Dataset entries:
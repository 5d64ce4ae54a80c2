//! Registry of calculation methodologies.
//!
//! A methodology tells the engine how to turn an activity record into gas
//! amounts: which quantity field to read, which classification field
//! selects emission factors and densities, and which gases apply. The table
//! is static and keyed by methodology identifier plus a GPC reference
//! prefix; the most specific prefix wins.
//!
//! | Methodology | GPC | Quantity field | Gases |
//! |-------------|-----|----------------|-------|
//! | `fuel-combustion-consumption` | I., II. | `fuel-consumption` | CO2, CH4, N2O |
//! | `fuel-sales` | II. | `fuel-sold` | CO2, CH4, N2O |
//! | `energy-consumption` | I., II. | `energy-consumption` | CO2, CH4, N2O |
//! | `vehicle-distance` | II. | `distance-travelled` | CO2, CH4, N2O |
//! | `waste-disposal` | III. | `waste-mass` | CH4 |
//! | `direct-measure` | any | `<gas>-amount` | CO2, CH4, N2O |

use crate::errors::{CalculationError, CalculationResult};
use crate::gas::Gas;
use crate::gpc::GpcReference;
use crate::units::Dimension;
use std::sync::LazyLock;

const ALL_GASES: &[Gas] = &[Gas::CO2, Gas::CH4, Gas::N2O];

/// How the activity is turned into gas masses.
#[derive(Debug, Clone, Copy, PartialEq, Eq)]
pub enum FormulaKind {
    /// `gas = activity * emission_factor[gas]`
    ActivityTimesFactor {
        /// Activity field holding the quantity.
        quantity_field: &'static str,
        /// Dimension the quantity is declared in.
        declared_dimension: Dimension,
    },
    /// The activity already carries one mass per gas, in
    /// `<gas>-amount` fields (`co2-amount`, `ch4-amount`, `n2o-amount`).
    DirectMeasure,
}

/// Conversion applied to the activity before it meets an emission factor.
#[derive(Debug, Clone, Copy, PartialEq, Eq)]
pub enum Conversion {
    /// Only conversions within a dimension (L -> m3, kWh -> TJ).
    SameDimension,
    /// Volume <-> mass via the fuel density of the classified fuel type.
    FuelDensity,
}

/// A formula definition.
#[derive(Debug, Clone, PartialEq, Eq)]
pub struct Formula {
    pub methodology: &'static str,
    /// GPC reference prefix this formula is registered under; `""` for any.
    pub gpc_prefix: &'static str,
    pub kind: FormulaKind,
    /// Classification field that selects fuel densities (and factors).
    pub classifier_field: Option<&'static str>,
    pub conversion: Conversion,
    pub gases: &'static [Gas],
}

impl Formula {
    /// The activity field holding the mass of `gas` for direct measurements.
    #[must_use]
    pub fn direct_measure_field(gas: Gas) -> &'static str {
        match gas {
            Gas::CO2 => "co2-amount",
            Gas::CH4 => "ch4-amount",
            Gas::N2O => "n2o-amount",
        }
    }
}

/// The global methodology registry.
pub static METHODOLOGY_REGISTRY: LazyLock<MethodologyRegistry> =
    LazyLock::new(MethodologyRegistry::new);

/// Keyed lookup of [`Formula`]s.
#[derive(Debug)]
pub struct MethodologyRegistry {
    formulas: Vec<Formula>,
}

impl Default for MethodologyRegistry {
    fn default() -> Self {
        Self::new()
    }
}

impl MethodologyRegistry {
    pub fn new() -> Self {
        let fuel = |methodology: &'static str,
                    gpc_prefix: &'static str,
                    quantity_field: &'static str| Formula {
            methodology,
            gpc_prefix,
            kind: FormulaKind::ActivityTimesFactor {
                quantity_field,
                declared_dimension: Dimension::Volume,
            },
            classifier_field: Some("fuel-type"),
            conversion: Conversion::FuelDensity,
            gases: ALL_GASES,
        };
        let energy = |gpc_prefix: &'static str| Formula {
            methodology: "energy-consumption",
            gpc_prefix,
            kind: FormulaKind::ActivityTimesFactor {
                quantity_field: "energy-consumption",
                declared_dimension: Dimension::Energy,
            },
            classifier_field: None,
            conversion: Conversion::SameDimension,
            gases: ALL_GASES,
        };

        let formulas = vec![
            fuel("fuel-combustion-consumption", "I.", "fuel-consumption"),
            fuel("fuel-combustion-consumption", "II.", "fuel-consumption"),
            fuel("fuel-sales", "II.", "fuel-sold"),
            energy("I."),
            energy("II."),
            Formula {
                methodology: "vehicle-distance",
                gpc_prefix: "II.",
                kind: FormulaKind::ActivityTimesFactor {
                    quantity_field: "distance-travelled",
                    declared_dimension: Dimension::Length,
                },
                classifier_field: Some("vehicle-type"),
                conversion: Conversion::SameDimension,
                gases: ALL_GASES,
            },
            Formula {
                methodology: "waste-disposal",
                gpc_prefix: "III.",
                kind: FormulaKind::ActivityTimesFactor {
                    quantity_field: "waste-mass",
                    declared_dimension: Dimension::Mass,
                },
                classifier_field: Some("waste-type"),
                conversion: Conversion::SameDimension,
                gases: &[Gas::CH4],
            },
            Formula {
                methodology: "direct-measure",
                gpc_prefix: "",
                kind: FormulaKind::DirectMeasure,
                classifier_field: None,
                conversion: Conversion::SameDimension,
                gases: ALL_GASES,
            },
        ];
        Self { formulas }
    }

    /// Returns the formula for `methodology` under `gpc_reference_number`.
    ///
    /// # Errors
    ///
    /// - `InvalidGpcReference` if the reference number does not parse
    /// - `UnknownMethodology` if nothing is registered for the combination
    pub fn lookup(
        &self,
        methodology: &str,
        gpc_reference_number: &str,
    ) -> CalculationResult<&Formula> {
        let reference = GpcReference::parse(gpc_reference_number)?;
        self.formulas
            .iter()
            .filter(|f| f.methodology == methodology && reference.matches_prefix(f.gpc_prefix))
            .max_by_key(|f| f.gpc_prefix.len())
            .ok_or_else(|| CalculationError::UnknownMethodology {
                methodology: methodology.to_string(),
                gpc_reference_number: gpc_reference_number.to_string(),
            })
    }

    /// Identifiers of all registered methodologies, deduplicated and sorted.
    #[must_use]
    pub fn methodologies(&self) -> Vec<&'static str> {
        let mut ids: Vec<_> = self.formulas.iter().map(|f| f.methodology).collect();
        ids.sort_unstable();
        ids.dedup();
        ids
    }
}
...
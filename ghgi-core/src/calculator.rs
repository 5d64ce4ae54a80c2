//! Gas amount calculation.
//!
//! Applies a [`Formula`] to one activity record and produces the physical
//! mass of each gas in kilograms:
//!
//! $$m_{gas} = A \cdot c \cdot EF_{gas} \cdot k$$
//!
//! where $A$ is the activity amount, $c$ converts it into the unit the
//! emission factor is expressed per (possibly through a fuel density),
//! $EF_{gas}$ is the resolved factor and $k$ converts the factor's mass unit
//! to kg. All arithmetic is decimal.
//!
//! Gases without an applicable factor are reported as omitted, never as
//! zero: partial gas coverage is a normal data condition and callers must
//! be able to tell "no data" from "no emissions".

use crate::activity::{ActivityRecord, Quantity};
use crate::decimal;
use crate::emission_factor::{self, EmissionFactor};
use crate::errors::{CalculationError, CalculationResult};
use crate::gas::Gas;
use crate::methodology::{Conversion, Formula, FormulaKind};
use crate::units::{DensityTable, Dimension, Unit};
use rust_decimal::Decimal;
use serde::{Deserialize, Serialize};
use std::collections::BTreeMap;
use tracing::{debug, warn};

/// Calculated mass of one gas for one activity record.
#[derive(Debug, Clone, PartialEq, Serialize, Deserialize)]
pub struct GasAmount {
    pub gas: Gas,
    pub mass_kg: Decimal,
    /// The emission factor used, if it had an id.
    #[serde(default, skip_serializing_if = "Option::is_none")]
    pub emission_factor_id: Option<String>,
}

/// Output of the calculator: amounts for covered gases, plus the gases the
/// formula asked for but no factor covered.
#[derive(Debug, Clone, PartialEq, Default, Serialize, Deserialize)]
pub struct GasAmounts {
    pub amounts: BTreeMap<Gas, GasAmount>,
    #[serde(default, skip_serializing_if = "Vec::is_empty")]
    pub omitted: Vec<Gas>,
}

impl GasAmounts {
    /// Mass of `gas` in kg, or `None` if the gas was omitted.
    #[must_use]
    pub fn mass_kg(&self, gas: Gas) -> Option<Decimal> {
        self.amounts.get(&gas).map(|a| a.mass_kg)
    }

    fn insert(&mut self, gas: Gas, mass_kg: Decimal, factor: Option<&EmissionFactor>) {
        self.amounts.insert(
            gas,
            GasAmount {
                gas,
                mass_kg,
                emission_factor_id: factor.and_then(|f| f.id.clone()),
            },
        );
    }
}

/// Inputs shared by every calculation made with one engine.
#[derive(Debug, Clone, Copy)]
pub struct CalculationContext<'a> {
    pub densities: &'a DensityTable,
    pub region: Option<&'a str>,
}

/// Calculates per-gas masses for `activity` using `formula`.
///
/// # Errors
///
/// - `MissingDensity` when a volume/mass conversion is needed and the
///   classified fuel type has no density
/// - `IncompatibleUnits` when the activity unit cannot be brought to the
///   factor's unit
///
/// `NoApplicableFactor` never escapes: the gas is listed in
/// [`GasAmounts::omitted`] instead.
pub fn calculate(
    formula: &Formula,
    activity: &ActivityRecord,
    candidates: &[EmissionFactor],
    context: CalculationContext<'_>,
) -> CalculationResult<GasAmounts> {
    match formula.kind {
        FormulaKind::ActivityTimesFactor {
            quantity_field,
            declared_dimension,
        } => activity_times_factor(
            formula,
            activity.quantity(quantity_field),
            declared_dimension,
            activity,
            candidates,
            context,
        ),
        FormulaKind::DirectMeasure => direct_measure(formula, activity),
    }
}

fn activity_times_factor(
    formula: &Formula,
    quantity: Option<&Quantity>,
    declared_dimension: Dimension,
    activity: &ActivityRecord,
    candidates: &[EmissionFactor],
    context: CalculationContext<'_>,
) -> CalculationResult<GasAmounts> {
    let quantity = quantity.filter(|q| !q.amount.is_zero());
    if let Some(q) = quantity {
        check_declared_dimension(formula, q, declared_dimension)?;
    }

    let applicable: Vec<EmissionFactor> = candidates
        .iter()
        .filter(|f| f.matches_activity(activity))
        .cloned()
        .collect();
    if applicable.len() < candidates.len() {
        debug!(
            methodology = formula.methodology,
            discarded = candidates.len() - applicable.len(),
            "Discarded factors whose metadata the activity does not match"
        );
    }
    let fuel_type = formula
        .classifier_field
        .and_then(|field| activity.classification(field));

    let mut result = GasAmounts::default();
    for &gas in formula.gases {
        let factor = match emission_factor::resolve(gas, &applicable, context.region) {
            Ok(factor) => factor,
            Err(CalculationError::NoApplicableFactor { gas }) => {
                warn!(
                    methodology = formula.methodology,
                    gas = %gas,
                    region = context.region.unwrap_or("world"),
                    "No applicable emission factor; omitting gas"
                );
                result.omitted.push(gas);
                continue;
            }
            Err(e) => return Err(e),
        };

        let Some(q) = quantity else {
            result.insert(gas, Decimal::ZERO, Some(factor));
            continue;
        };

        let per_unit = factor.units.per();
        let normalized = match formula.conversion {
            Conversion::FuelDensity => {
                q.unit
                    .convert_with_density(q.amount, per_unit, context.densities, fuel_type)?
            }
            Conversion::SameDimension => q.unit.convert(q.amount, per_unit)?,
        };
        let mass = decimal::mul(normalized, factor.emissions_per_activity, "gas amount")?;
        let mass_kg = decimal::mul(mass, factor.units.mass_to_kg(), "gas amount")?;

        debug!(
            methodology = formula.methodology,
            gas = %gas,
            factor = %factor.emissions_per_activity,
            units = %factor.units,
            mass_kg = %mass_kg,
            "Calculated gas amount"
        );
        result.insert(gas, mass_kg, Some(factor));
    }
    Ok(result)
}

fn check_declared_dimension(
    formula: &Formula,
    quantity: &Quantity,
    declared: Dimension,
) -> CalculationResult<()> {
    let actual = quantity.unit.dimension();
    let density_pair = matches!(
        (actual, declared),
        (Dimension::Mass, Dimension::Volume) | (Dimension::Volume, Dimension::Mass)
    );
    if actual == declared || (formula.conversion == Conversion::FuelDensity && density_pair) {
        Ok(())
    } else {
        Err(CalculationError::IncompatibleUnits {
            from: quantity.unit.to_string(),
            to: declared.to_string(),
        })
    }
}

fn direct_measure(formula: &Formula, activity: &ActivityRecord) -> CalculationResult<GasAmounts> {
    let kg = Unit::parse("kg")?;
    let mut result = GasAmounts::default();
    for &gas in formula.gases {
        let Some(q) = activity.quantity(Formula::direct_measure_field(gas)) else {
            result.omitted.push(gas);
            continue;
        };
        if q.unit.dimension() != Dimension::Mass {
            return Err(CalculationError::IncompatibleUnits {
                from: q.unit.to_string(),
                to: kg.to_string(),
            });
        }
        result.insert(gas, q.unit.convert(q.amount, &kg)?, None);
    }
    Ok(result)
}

• _EXERCISE_
Wherever the string "impl" appears in the records above, copy the line it sits in.

• _RESPONSE BOX_
impl Formula {
impl Default for MethodologyRegistry {
impl MethodologyRegistry {
impl GasAmounts {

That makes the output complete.